Klimapolitik: Gegen das „Heizungschaos“ – aber wofür?
Im Streit um das Gebäudeenergiegesetz hat sich die Union als „Anwalt der Eigentümer“ in Szene gesetzt. Gegen grüne „Verbote“, gegen Habecks „Heizungs-Hammer“. Dass sie selbst unter Merkel ein ähnliches Gesetz mitgetragen hätte? Schnee von gestern.
Statt echter Alternativen hört man nur Schlagworte: „Technologieoffenheit“, „realistische Übergänge“, „Bezahlbarkeit“. Alles richtig – aber auch alles unkonkret. Der konservative Kurs pendelt zwischen fossilem Beharren und grünem Misstrauen. Wer nach vorn will, schaut anders aus.

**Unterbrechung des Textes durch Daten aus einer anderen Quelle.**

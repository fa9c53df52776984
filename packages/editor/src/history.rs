//! # History Engine
//!
//! Per-slide undo/redo over component snapshots.
//!
//! ## Design
//!
//! - Each slide keeps a linear sequence of snapshots plus a cursor
//! - The cursor entry is the state currently shown
//! - Recording after an undo discards the redo branch
//! - Identical consecutive snapshots are never stored twice
//! - The oldest entry is evicted once the cap is exceeded
//! - While a gesture holds the transient gate, recording is suppressed; the
//!   gesture's net effect is recorded once when it ends
//! - A gesture that ends while another still holds the gate parks its net
//!   effect; parked states are recorded once the gate releases
//!
//! ## Example
//!
//! ```rust,ignore
//! let mut history = HistoryEngine::new(TransientGate::new());
//!
//! history.record("slide-1", &before);
//! history.record("slide-1", &after);
//!
//! // Returns the snapshot to restore
//! let restored = history.undo("slide-1");
//! ```

use std::collections::{HashMap, VecDeque};

use chrono::{DateTime, Utc};
use deckhand_common::{Component, EditorConfig};

use crate::transient::TransientGate;

/// One recorded state of a slide
#[derive(Debug, Clone, PartialEq)]
pub struct HistoryEntry {
    pub components: Vec<Component>,
    pub timestamp: DateTime<Utc>,
}

#[derive(Debug, Default)]
struct SlideHistory {
    entries: VecDeque<HistoryEntry>,
    cursor: usize,
}

impl SlideHistory {
    fn current(&self) -> Option<&HistoryEntry> {
        self.entries.get(self.cursor)
    }
}

#[derive(Debug)]
pub struct HistoryEngine {
    slides: HashMap<String, SlideHistory>,

    /// Maximum entries per slide (0 = unlimited)
    max_entries: usize,

    gate: TransientGate,

    /// Net gesture states waiting for the gate to release, by slide
    pending: HashMap<String, Vec<Component>>,
}

impl HistoryEngine {
    /// Create a history engine with the default cap (50)
    pub fn new(gate: TransientGate) -> Self {
        Self::from_config(&EditorConfig::default(), gate)
    }

    pub fn from_config(config: &EditorConfig, gate: TransientGate) -> Self {
        Self::with_max_entries(config.history_cap, gate)
    }

    pub fn with_max_entries(max_entries: usize, gate: TransientGate) -> Self {
        Self {
            slides: HashMap::new(),
            max_entries,
            gate,
            pending: HashMap::new(),
        }
    }

    pub fn gate(&self) -> &TransientGate {
        &self.gate
    }

    /// Record a snapshot. Returns whether an entry was written.
    pub fn record(&mut self, slide_id: &str, components: &[Component]) -> bool {
        if self.gate.is_active() {
            tracing::debug!("[History] suppressed for {} (gesture active)", slide_id);
            return false;
        }
        self.flush_pending();
        self.push(slide_id, components)
    }

    /// Record parked gesture states once no gesture holds the gate
    fn flush_pending(&mut self) {
        if self.pending.is_empty() || self.gate.is_active() {
            return;
        }
        let mut pending: Vec<_> = self.pending.drain().collect();
        pending.sort_by(|(a, _), (b, _)| a.cmp(b));
        for (slide_id, components) in pending {
            self.push(&slide_id, &components);
        }
    }

    fn push(&mut self, slide_id: &str, components: &[Component]) -> bool {
        let history = self.slides.entry(slide_id.to_string()).or_default();

        if history
            .current()
            .is_some_and(|entry| entry.components == components)
        {
            return false;
        }

        // New state invalidates the redo branch
        if !history.entries.is_empty() {
            history.entries.truncate(history.cursor + 1);
        }

        history.entries.push_back(HistoryEntry {
            components: components.to_vec(),
            timestamp: Utc::now(),
        });
        history.cursor = history.entries.len() - 1;

        if self.max_entries > 0 && history.entries.len() > self.max_entries {
            history.entries.pop_front();
            history.cursor -= 1;
        }

        true
    }

    /// Step back. Returns the snapshot to restore.
    pub fn undo(&mut self, slide_id: &str) -> Option<Vec<Component>> {
        let history = self.slides.get_mut(slide_id)?;
        if history.cursor == 0 {
            return None;
        }
        history.cursor -= 1;
        history.current().map(|entry| entry.components.clone())
    }

    /// Step forward. Returns the snapshot to restore.
    pub fn redo(&mut self, slide_id: &str) -> Option<Vec<Component>> {
        let history = self.slides.get_mut(slide_id)?;
        if history.cursor + 1 >= history.entries.len() {
            return None;
        }
        history.cursor += 1;
        history.current().map(|entry| entry.components.clone())
    }

    pub fn can_undo(&self, slide_id: &str) -> bool {
        self.slides
            .get(slide_id)
            .is_some_and(|history| history.cursor > 0)
    }

    pub fn can_redo(&self, slide_id: &str) -> bool {
        self.slides
            .get(slide_id)
            .is_some_and(|history| history.cursor + 1 < history.entries.len())
    }

    /// Number of undo steps available
    pub fn undo_levels(&self, slide_id: &str) -> usize {
        self.slides.get(slide_id).map_or(0, |history| history.cursor)
    }

    /// Number of redo steps available
    pub fn redo_levels(&self, slide_id: &str) -> usize {
        self.slides
            .get(slide_id)
            .filter(|history| !history.entries.is_empty())
            .map_or(0, |history| history.entries.len() - history.cursor - 1)
    }

    /// Total entries stored for a slide
    pub fn len(&self, slide_id: &str) -> usize {
        self.slides
            .get(slide_id)
            .map_or(0, |history| history.entries.len())
    }

    pub fn has_history(&self, slide_id: &str) -> bool {
        self.len(slide_id) > 0
    }

    /// Cursor position for a slide, `None` without history
    pub fn cursor(&self, slide_id: &str) -> Option<usize> {
        self.slides
            .get(slide_id)
            .filter(|history| !history.entries.is_empty())
            .map(|history| history.cursor)
    }

    /// When the entry at `index` was recorded
    pub fn entry_timestamp(&self, slide_id: &str, index: usize) -> Option<DateTime<Utc>> {
        self.slides
            .get(slide_id)?
            .entries
            .get(index)
            .map(|entry| entry.timestamp)
    }

    /// Entry at the cursor
    pub fn current(&self, slide_id: &str) -> Option<&HistoryEntry> {
        self.slides.get(slide_id)?.current()
    }

    /// Begin a gesture on a component
    pub fn start_transient(&mut self, component_id: &str, slide_id: &str) {
        let should_record_baseline = !self.has_history(slide_id);
        self.gate
            .begin(component_id, slide_id, should_record_baseline);
    }

    /// End a gesture and record its net effect. `current` is the slide's
    /// components as they stand now. Returns whether an entry was written.
    pub fn end_transient(
        &mut self,
        component_id: &str,
        slide_id: &str,
        current: &[Component],
    ) -> bool {
        let Some(record) = self.gate.end(component_id) else {
            return false;
        };

        let changed = match self.current(slide_id) {
            Some(entry) => {
                entry.components.len() != current.len() || entry.components != current
            }
            None => true,
        };

        if !changed && !record.should_record_baseline {
            tracing::debug!("[History] gesture on {} netted no change", component_id);
            return false;
        }

        if self.gate.is_active() {
            tracing::debug!(
                "[History] parking gesture on {} until the gate releases",
                component_id
            );
            self.pending.insert(slide_id.to_string(), current.to_vec());
            return false;
        }

        self.pending.remove(slide_id);
        let written = self.push(slide_id, current);
        self.flush_pending();
        written
    }

    /// Abandon a gesture without recording anything
    pub fn cancel_transient(&mut self, component_id: &str) {
        self.gate.end(component_id);
        self.flush_pending();
    }

    /// Drop history for one slide, or for every slide plus all gesture state
    pub fn clear(&mut self, slide_id: Option<&str>) {
        match slide_id {
            Some(slide_id) => {
                self.slides.remove(slide_id);
                self.pending.remove(slide_id);
            }
            None => {
                self.slides.clear();
                self.pending.clear();
                self.gate.clear();
            }
        }
    }
}

#[cfg(test)]
mod tests {
    use super::*;
    use deckhand_common::{ComponentType, Point, Rect};

    fn shape_at(x: f64) -> Vec<Component> {
        vec![Component::new("a", ComponentType::Shape).with_rect(Rect::new(x, 0.0, 10.0, 10.0))]
    }

    #[test]
    fn test_history_creation() {
        let history = HistoryEngine::new(TransientGate::new());
        assert!(!history.can_undo("s1"));
        assert!(!history.can_redo("s1"));
        assert_eq!(history.len("s1"), 0);
    }

    #[test]
    fn test_record_undo_redo() {
        let mut history = HistoryEngine::new(TransientGate::new());
        assert!(history.record("s1", &shape_at(0.0)));
        assert!(history.record("s1", &shape_at(5.0)));

        assert!(history.can_undo("s1"));
        let restored = history.undo("s1").unwrap();
        assert_eq!(restored[0].position(), Point::new(0.0, 0.0));
        assert!(!history.can_undo("s1"));
        assert!(history.can_redo("s1"));
        assert_eq!(history.cursor("s1"), Some(0));
        assert!(history.entry_timestamp("s1", 1).is_some());

        let restored = history.redo("s1").unwrap();
        assert_eq!(restored[0].position(), Point::new(5.0, 0.0));
        assert!(!history.can_redo("s1"));
    }

    #[test]
    fn test_out_of_bounds_is_noop() {
        let mut history = HistoryEngine::new(TransientGate::new());
        assert!(history.undo("s1").is_none());
        assert!(history.redo("s1").is_none());

        history.record("s1", &shape_at(0.0));
        assert!(history.undo("s1").is_none());
        assert!(history.redo("s1").is_none());
    }

    #[test]
    fn test_identical_snapshot_ignored() {
        let mut history = HistoryEngine::new(TransientGate::new());
        assert!(history.record("s1", &shape_at(0.0)));
        assert!(!history.record("s1", &shape_at(0.0)));
        assert_eq!(history.len("s1"), 1);
    }

    #[test]
    fn test_new_record_clears_redo() {
        let mut history = HistoryEngine::new(TransientGate::new());
        history.record("s1", &shape_at(0.0));
        history.record("s1", &shape_at(1.0));
        history.record("s1", &shape_at(2.0));
        history.undo("s1");
        history.undo("s1");
        assert_eq!(history.redo_levels("s1"), 2);

        history.record("s1", &shape_at(9.0));
        assert_eq!(history.redo_levels("s1"), 0);
        assert_eq!(history.len("s1"), 2);
    }

    #[test]
    fn test_max_entries_enforced() {
        let mut history = HistoryEngine::with_max_entries(3, TransientGate::new());
        for i in 0..5 {
            history.record("s1", &shape_at(i as f64));
        }
        assert_eq!(history.len("s1"), 3);
        assert_eq!(history.undo_levels("s1"), 2);

        // Oldest surviving entry is x = 2
        history.undo("s1");
        let oldest = history.undo("s1").unwrap();
        assert_eq!(oldest[0].position().x, 2.0);
    }

    #[test]
    fn test_gate_suppresses_all_slides() {
        let gate = TransientGate::new();
        let mut history = HistoryEngine::new(gate.clone());
        history.start_transient("a", "s1");

        assert!(!history.record("s2", &shape_at(0.0)));
        assert_eq!(history.len("s2"), 0);

        history.cancel_transient("a");
        assert!(history.record("s2", &shape_at(0.0)));
    }

    #[test]
    fn test_gesture_without_prior_history_records_baseline() {
        let mut history = HistoryEngine::new(TransientGate::new());
        history.start_transient("a", "s1");
        assert!(history.end_transient("a", "s1", &shape_at(0.0)));
        assert_eq!(history.len("s1"), 1);
    }

    #[test]
    fn test_noop_gesture_elided() {
        let mut history = HistoryEngine::new(TransientGate::new());
        history.record("s1", &shape_at(0.0));

        history.start_transient("a", "s1");
        assert!(!history.end_transient("a", "s1", &shape_at(0.0)));
        assert_eq!(history.len("s1"), 1);
    }

    #[test]
    fn test_nested_gesture_records_once() {
        let mut history = HistoryEngine::new(TransientGate::new());
        history.record("s1", &shape_at(0.0));

        history.start_transient("a", "s1");
        history.start_transient("a", "s1");
        assert!(!history.end_transient("a", "s1", &shape_at(3.0)));
        assert!(history.end_transient("a", "s1", &shape_at(3.0)));
        assert_eq!(history.len("s1"), 2);
    }

    #[test]
    fn test_overlapping_gestures_on_two_slides_both_record() {
        let mut history = HistoryEngine::new(TransientGate::new());
        history.record("s1", &shape_at(0.0));
        history.record("s2", &shape_at(0.0));

        history.start_transient("a", "s1");
        history.start_transient("b", "s2");

        // s1's gesture ends while s2's still holds the gate
        assert!(!history.end_transient("a", "s1", &shape_at(4.0)));
        assert_eq!(history.len("s1"), 1);

        assert!(history.end_transient("b", "s2", &shape_at(8.0)));
        assert_eq!(history.len("s1"), 2);
        assert_eq!(history.len("s2"), 2);

        let restored = history.undo("s1").unwrap();
        assert_eq!(restored[0].position().x, 0.0);
    }

    #[test]
    fn test_parked_gesture_recorded_after_cancel() {
        let mut history = HistoryEngine::new(TransientGate::new());
        history.record("s1", &shape_at(0.0));

        history.start_transient("a", "s1");
        history.start_transient("b", "s2");
        history.end_transient("a", "s1", &shape_at(6.0));
        history.cancel_transient("b");

        assert_eq!(history.len("s1"), 2);
        assert!(history.can_undo("s1"));
    }

    #[test]
    fn test_clear() {
        let mut history = HistoryEngine::new(TransientGate::new());
        history.record("s1", &shape_at(0.0));
        history.record("s2", &shape_at(0.0));
        history.clear(Some("s1"));
        assert_eq!(history.len("s1"), 0);
        assert_eq!(history.len("s2"), 1);

        history.start_transient("a", "s2");
        history.clear(None);
        assert_eq!(history.len("s2"), 0);
        assert!(!history.gate().is_active());
    }
}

Bürgergeld: Fordern statt fördern
Die Ampel wollte mit dem Bürgergeld einen neuen Weg gehen. Die Union ruft zurück nach Hartz IV. In der jüngsten Debatte um Anpassungen an den Arbeitsmarkt tönt es wieder: Wer arbeiten könne, solle das auch tun – notfalls mit Zwang. Leistung müsse sich lohnen. Diese Mantren klingen bekannt – sie erinnern an 2005, nicht an 2025.
Der Blick der Union auf Armut ist technokratisch: Wer nicht leistet, wird sanktioniert. Die gesellschaftlichen Ursachen von Erwerbslosigkeit, prekärer Beschäftigung oder Bildungsferne bleiben im Schatten dieser Debatte.
Gesellschaft: Von Leitkultur bis „Wokeness“
Die Union tritt auch als Kulturkämpferin auf. Gendergerechte Sprache? Ein Irrweg. Diversität? Eine „Verirrung der Linken“. Die CDU pflegt den Mythos einer „bürgerlichen Normalität“, die man gegen gesellschaftlichen Wandel verteidigen müsse. Diese Tonlage zielt nicht auf Integration, sondern auf Polarisierung.
Rückwärtsgewandt mit gespitztem Zahn
Die Union präsentiert sich als letzte Bastion der Vernunft – doch ihre Rezepte sind meist Rezidive. Statt Antworten auf die großen Fragen der Zukunft liefert sie Abgrenzung, Moralisierung und technokratische Kälte.
Die Forderung, privaten Seenotrettern die Mittel zu entziehen, ist nicht nur ein Skandal. Sie ist ein Symptom. Ein Hinweis darauf, wie sehr sich eine Partei verrenken kann, um „bürgerliche Härte“ als Tugend zu verkaufen – auch wenn dabei Menschen auf der Strecke bleiben.
Der Preis solcher Politik? Eine Gesellschaft, die sich daran gewöhnt, dass Moral als Schwäche gilt – und Menschlichkeit als Gefahr.